Gesù disse loro di nuovo: «Pace a voi! Come il Padre ha mandato me, anche io mando voi». Detto questo, soffiò e disse loro: «Ricevete lo Spirito Santo. A coloro a cui perdonerete i peccati, saranno perdonati; a coloro a cui non perdonerete, non saranno perdonati».
Tommaso, uno dei Dodici, chiamato Dìdimo, non era con loro quando venne Gesù. Gli dicevano gli altri discepoli: «Abbiamo visto il Signore!». Ma egli disse loro: «Se non vedo nelle sue mani il segno dei chiodi e non metto il mio dito nel segno dei chiodi e non metto la mia mano nel suo fianco, io non credo».
Otto giorni dopo i discepoli erano di nuovo in casa e c’era con loro anche Tommaso.
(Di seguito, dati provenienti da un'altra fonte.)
//! API server entry point.

use api::config::Config;
use sqlx::postgres::PgPoolOptions;
use store::{InMemoryDatabase, PostgresDatabase};
use tokio::signal;
use tracing_subscriber::EnvFilter;
use tracing_subscriber::layer::SubscriberExt;
use tracing_subscriber::util::SubscriberInitExt;

/// Waits for a shutdown signal (SIGINT or SIGTERM).
async fn shutdown_signal() {
    let ctrl_c = async {
        signal::ctrl_c()
            .await
            .expect("failed to install SIGINT handler");
    };

    #[cfg(unix)]
    let terminate = async {
        signal::unix::signal(signal::unix::SignalKind::terminate())
            .expect("failed to install SIGTERM handler")
            .recv()
            .await;
    };

    #[cfg(not(unix))]
    let terminate = std::future::pending::<()>();

    tokio::select! {
        () = ctrl_c => {
            tracing::info!("received SIGINT, starting graceful shutdown");
        }
        () = terminate => {
            tracing::info!("received SIGTERM, starting graceful shutdown");
        }
    }
}

#[tokio::main]
async fn main() {
    // 1. Load configuration
    let config = match Config::from_env() {
        Ok(config) => config,
        Err(e) => {
            eprintln!("invalid configuration: {e}");
            std::process::exit(2);
        }
    };

    // 2. Initialize tracing
    tracing_subscriber::registry()
        .with(EnvFilter::try_new(&config.log_level).unwrap_or_else(|_| EnvFilter::new("info")))
        .with(tracing_subscriber::fmt::layer())
        .init();

    // 3. Install Prometheus metrics recorder
    let metrics_handle = metrics_exporter_prometheus::PrometheusBuilder::new()
        .install_recorder()
        .expect("failed to install Prometheus recorder");

    // 4. Choose storage and build the application
    let app = match &config.database_url {
        Some(url) => {
            let pool = PgPoolOptions::new()
                .max_connections(config.database_max_connections)
                .connect(url)
                .await
                .expect("failed to connect to PostgreSQL");
            let db = PostgresDatabase::new(pool);
            db.run_migrations().await.expect("migrations failed");
            tracing::info!("using PostgreSQL storage");
            api::create_app(
                api::create_default_state(db, &config, "postgres"),
                metrics_handle,
            )
        }
        None => {
            tracing::warn!("DATABASE_URL not set, using in-memory storage");
            api::create_app(
                api::create_default_state(InMemoryDatabase::new(), &config, "memory"),
                metrics_handle,
            )
        }
    };

    // 5. Start server
    let addr = config.addr();
    tracing::info!(%addr, card_provider = ?config.card_provider, "starting API server");

    let listener = tokio::net::TcpListener::bind(&addr)
        .await
        .expect("failed to bind address");
    axum::serve(listener, app)
        .with_graceful_shutdown(shutdown_signal())
        .await
        .expect("server error");

    tracing::info!("server shut down gracefully");
}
Venne Gesù, a porte chiuse, stette in mezzo e disse: «Pace a voi!». Poi disse a Tommaso: «Metti qui il tuo dito e guarda le mie mani; tendi la tua mano e mettila nel mio fianco; e non essere incredulo, ma credente!». Gli rispose Tommaso: «Mio Signore e mio Dio!». Gesù gli disse: «Perché mi hai veduto, tu hai creduto; beati quelli che non hanno visto e hanno creduto!».
Gesù, in presenza dei suoi discepoli, fece molti altri segni che non sono stati scritti in questo libro. Ma questi sono stati scritti perché crediate che Gesù è il Cristo, il Figlio di Dio, e perché, credendo, abbiate la vita nel suo nome.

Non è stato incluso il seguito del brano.